Today the pips are heard most often by BBC Radio 4 and World Service listeners.
Thursday 6th February 1958: In 1948 I listened on our battery powered radio – we had no electric in the house where we lived – and heard Manchester United beat Blackpool FC 4 goals to 2 in the FA Cup Final at Wembley. On that day I became a ‘Man U’ supporter. I still am – and I still vividly remember this day in February 1958.
I was at home when the news came through that the Manchester United airplane had crashed. Bit by bit the news worsened. Mum was not interested in football and Dad was on night shift. I slept badly that night. The next morning was very sombre as Dad – a pretty good footballer in his younger day – and I caught up with the news. It didn’t matter who you supported – sadness swept across the country and beyond. As I type this, the memory of the days that followed are coming back. I, like a great many people across the country I suspect, still have copies of the newspapers that told us the story:
The crew deaths: Captain Ken Rayment, the co-pilot who survived the crash but died in hospital three weeks later, and cabin steward Tom Cable.
The players that died in the crash: Geoff Bent, Roger Byrne, Eddie Colman, Mark Jones, David Pegg, Tommy Taylor, Liam ‘Billy’ Whelan plus Duncan Edwards who survived the crash, but died in hospital 15 days later.
The club staff: Walter Crickmer the club secretary, Tom Curry the trainer and Bert Whalley the chief coach.
The journalists there to report the match: Alf Clarke (Manchester Evening Chronicle), Donny Davies (Manchester Guardian), George Follows (Daily Herald), Tom Jackson (Manchester Evening News), Archie Ledbrook (Daily Mirror), Henry Rose (Daily Express) and Eric Thompson (Daily Mail).
Frank Swift – the former England & Manchester City goalkeeper, writing for the News of the World – died on his way to hospital.
Two passengers, travel agent Bela Miklos and Willie Satinoff, a club supporter, racecourse owner and close friend of Matt Busby also died.
An investigation into the crash initially suggested pilot error, saying that Captain James Thain had taken off without de-icing the wings. He was later – for many much too late after – cleared when it was found that the build-up of slush on the runway had prevented the plane taking-off.
Sunday 7th February 1796 – over the past 12 months I have included snippets from ‘The Diary of a Farmer’s Wife’ which provides a fascinating glimpse of rural life 200+ years ago. Today is the day the farmer’s wife, Anne Hughes, made her first entry [the spelling is as written by Anne].
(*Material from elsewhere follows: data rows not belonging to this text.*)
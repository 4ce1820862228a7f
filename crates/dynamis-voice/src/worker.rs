//! Per-emitter cooperative worker scheduling envelope: one lightweight
//! worker per logical emitter, parked between work intervals with a
//! bounded wake interval and no busy-loops. OS threads, fibers, or a
//! scheduler task all satisfy this contract; this crate uses plain parked
//! `std::thread`s, the same thread-per-worker idiom as a mass-voice
//! processing core.

use std::sync::Arc;
use std::thread::{self, JoinHandle};
use std::time::Duration;

use dynamis_core::{EmitterState, DSP_BLOCK_SIZE, SAMPLE_RATE, SCORE_UPDATE_BLOCKS};
use dynamis_world::WorldSnapshotManager;

use crate::emitter::Emitter;
use crate::listener::ListenerPose;

/// Wake interval between score-update ticks: `SCORE_UPDATE_BLOCKS *
/// DSP_BLOCK_SIZE / SAMPLE_RATE` of wall-clock time (spec §5).
pub fn wake_interval() -> Duration {
    let nanos = (SCORE_UPDATE_BLOCKS as u64 * DSP_BLOCK_SIZE as u64)
        .saturating_mul(1_000_000_000)
        / SAMPLE_RATE as u64;
    Duration::from_nanos(nanos)
}

/// Spawns one cooperative worker thread for `emitter`. The thread parks for
/// [`wake_interval`] between ticks and never busy-loops; it exits once the
/// emitter is released, after transitioning it `Release -> Inactive`
/// (spec §3: "RELEASE -> INACTIVE after tail").
pub fn spawn_worker(
    emitter: Arc<Emitter>,
    snapshot_mgr: Arc<WorldSnapshotManager>,
    listener: Arc<ListenerPose>,
) -> JoinHandle<()> {
    let interval = wake_interval();
    thread::Builder::new()
        .name(format!("dynamis-emitter-{}", emitter.id()))
        .spawn(move || loop {
            if emitter.state() == EmitterState::Release {
                emitter.set_state(EmitterState::Inactive);
                break;
            }
            let snapshot = snapshot_mgr.acquire();
            emitter.run_score_update(&snapshot, &listener);
            thread::park_timeout(interval);
        })
        .expect("failed to spawn emitter worker thread")
}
‘Today hav John and I bin wed this 3 yere and here I do set down all that I do every day.
Today I did do my butter maken, leving Sarah to cook most of the dinner, as the butter was longe time cumin, indeed not till John had put in a crown piece and turned did it cum. Sarah did burne the dinner, like she always do, and John was very cross therebye, he mislyking Sarahs cooken, so I do sometimes hav to let him think it is me. Men be very tiresome sometimes.’